Monarchism

While this site is unashamedly monarchist, I realize that facile and naive attempts to go back to King Arthur might not work today (but given the failure of literally every other political vision, maybe it isn’t that bad an idea).   I also understand that America will probably never go to a monarchy.  Further, even countries with strong monarchist pasts, like Russia, might not need to go to monarchy right away.  Yes, ideals are important, but I’m also a realist.  Therefore, while this site will seek to give theological, philosophical, and historical justifications for monarchy, it will also seek in doing so to develop political alternatives to global liberal capitalism in the meanwhile, which will also function as pillars for a later monarchist case.

Also, I’ve never been impressed with Constitutional Monarchies.  Sure, they are better than what passes for democracies in America, but today they are little more than dog and pony shows (literally).  To be fair, there are good justifications for constitutional monarchies (see here), constitutional monarchies are almost powerless to stop the regime.  Still, it’s better than nothing, I suppose.

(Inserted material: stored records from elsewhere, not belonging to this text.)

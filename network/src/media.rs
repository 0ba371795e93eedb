use bytes::Bytes;
use log::debug;
use session_core::{Error, MediaKind};
use std::sync::atomic::{AtomicBool, Ordering};
use std::sync::Arc;
use std::time::Duration;
use uuid::Uuid;
use webrtc::api::media_engine::{MIME_TYPE_OPUS, MIME_TYPE_VP8};
use webrtc::media::Sample;
use webrtc::rtp_transceiver::rtp_codec::RTCRtpCodecCapability;
use webrtc::track::track_local::track_local_static_sample::TrackLocalStaticSample;

/// A locally captured track, shared read-only by every PeerLink
pub struct LocalTrack {
    id: String,
    kind: MediaKind,
    rtc: Arc<TrackLocalStaticSample>,
    stopped: AtomicBool,
}

impl LocalTrack {
    /// Create a track of the given kind within `stream_id`
    pub fn new(kind: MediaKind, stream_id: &str) -> Self {
        let mime_type = match kind {
            MediaKind::Audio => MIME_TYPE_OPUS,
            MediaKind::Video => MIME_TYPE_VP8,
        };
        let id = format!("{}-{}", kind, Uuid::new_v4());
        let rtc = Arc::new(TrackLocalStaticSample::new(
            RTCRtpCodecCapability {
                mime_type: mime_type.to_owned(),
                ..Default::default()
            },
            id.clone(),
            stream_id.to_owned(),
        ));

        Self {
            id,
            kind,
            rtc,
            stopped: AtomicBool::new(false),
        }
    }

    pub fn id(&self) -> &str {
        &self.id
    }

    pub fn kind(&self) -> MediaKind {
        self.kind
    }

    /// Track handle handed to the media transport
    pub fn rtc_track(&self) -> Arc<TrackLocalStaticSample> {
        self.rtc.clone()
    }

    /// Push one encoded frame to every connection carrying this track
    pub async fn write_sample(&self, data: Bytes, duration: Duration) -> Result<(), Error> {
        if self.is_stopped() {
            return Err(Error::InvalidState(format!("Track {} is stopped", self.id)));
        }
        self.rtc
            .write_sample(&Sample {
                data,
                duration,
                ..Default::default()
            })
            .await
            .map_err(|e| Error::Negotiation(format!("Failed to write sample: {}", e)))
    }

    /// Stop capturing. Idempotent.
    pub fn stop(&self) {
        if !self.stopped.swap(true, Ordering::SeqCst) {
            debug!("Stopped local {} track {}", self.kind, self.id);
        }
    }

    pub fn is_stopped(&self) -> bool {
        self.stopped.load(Ordering::SeqCst)
    }
}

impl std::fmt::Debug for LocalTrack {
    fn fmt(&self, f: &mut std::fmt::Formatter<'_>) -> std::fmt::Result {
        f.debug_struct("LocalTrack")
            .field("id", &self.id)
            .field("kind", &self.kind)
            .field("stopped", &self.is_stopped())
            .finish()
    }
}

/// Single local capture fanned out to every PeerLink
#[derive(Debug, Clone, Default)]
pub struct LocalMedia {
    tracks: Vec<Arc<LocalTrack>>,
}

impl LocalMedia {
    pub fn new(tracks: Vec<Arc<LocalTrack>>) -> Self {
        Self { tracks }
    }

    /// One audio and one video track in a fresh stream
    pub fn camera_and_microphone() -> Self {
        let stream_id = format!("local-{}", Uuid::new_v4());
        Self::new(vec![
            Arc::new(LocalTrack::new(MediaKind::Audio, &stream_id)),
            Arc::new(LocalTrack::new(MediaKind::Video, &stream_id)),
        ])
    }

    pub fn tracks(&self) -> &[Arc<LocalTrack>] {
        &self.tracks
    }

    pub fn stop_all(&self) {
        for track in &self.tracks {
            track.stop();
        }
    }
}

Much of my political thought has been sharpened by Fr Matt Johnson at RusJournal.  I do not accept his views uncritically, but his material is simply too good in terms of geo-political analysis.  Johnson points to a medieval vision seeing a strong, populist leadership aimed at breaking the oligarchs.  If not monarchs, then something similar.

St Gregory of Nazianzus

While his purpose is to explain the monarchia of the Father and that the Father is the cause of the other two hypostases in the Trinity, Gregory, like every ancient thinker in the world, knew there was a direct causation between Theology and Society. What you believe about God determines what you believe about Government.

The three most ancient opinions concerning God are Anarchia, Polyarchia, and Monarchia. The first two are the sport of the children of Hellas, and may they continue to be so. For Anarchy is a thing without order; and the Rule of Many is factious, and thus anarchical, and thus disorderly. For both these tend to the same thing, namely disorder; and this to dissolution, for disorder is the first step to dissolution.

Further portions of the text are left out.